More than a week ago, without explanation, Chinese police detained Xu Zhiyong, the head of a legal aid organization Gongmeng in Beijing.
Teng Biao, a co-founder of the group, says Xu's family has not seen him since he was taken from his home early on Wednesday last week.
Teng says Xu's brother went to the Beijing University of Post and Telecommunications, where Xu Zhiyong taught. There, he learned that his brother had been taken away by public security forces and was being charged with tax evasion.
Teng added that Zhang Lu, another member of Gongmeng who also has been missing since last week, has still not been heard from.
Many political analysts and human rights groups say Gongmeng and other activist groups are being targeted as part of a widening crackdown on dissent ahead of the October 1 anniversary of the founding of the communist government.

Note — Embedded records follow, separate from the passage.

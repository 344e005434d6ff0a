//! # Prolatio
//!
//! Certified analytic continuation for linear ODEs with polynomial
//! coefficients.
//!
//! Given an operator `p_r(z) y^(r) + … + p_0(z) y = 0` with Gaussian
//! rational polynomial coefficients, initial conditions at a base point,
//! and a polygonal path through the complex plane, Prolatio computes
//! enclosures of the continued solution that are mathematically
//! guaranteed to contain the true value, at any requested accuracy.
//!
//! ## Quick start
//!
//! ```rust
//! use prolatio::prelude::*;
//!
//! // y' = y, so the solution through y(0) = 1 is exp(z).
//! let op = DiffOp::new(vec![
//!     QPoly::constant(QiNum::from_integer(-1)),
//!     QPoly::one(),
//! ])
//! .unwrap();
//! let opts = EvalOptions {
//!     target_error: 1e-30,
//!     ..EvalOptions::default()
//! };
//! let out = evaluate(
//!     &op,
//!     &[ComplexBall::from_i64(1, 64)],
//!     &[QiNum::from_integer(0), QiNum::from_integer(1)],
//!     &opts,
//! )
//! .unwrap();
//! assert!(out[0].rad_upper() <= 1e-30);
//! ```

#![warn(missing_docs)]
#![warn(clippy::all)]
#![warn(clippy::pedantic)]

pub use prolatio_ball as ball;
pub use prolatio_ode as ode;

/// Prelude module for convenient imports.
pub mod prelude {
    pub use prolatio_ball::{ComplexBall, RealBall};
    pub use prolatio_ode::{
        evaluate, evaluate_batch, evaluate_with_observer, DiffOp, EvalError,
        EvalOptions, LocalBasis, PathPoint, PointKind, QPoly, QiNum,
        StepInfo,
    };
}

However, Randy Peerenboom a professor of law at La Trobe University in Melbourne who is now based in Beijing, sees a broader purpose. He thinks what is happening is part of an effort to ensure social stability that is not exclusively linked to the coming anniversary.
"The number of demonstrations has been rising in recent years, many of them becoming more violent, and so you see the government trying to crackdown on various sources of instability," he said.
Peerenboom says the government has tried to force many of the country's disputes and controversial cases into the court system, but in his opinion that has ended up being too costly and has not ended the protests. Because of that, the government has started targeting activist lawyers and legal groups like Gongmeng.
"I think that one of the problems is they've [Gongmeng] handled an increasingly wide range of cases and gotten involved in a wider range of issues and this is one of the reasons why I think the government is re-calibrating its strategy," he said.
Gongmeng's lawyers represented victims of the Sanlu toxic milk powder scandal, which made nearly 300,000 babies ill, and has investigated institutions such as illegal detention centers. Their researchers even issued a review of last year's unrest in Tibet, which said Tibetans were protesting because of failed government policies.
Gongmeng is not the only one being targeted.
Last month, Yirenping, which fights discrimination against hepatitis patients, faced a clampdown, and more than 50 Beijing lawyers, many of whom focus on human rights issues, had their licenses revoked.
Two activists who have criticized the government's handling of the 2008 Sichuan earthquake have also been put on trial.
One of them, Huang Qi, appeared in court Wednesday ON charges of illegally possessing state secrets.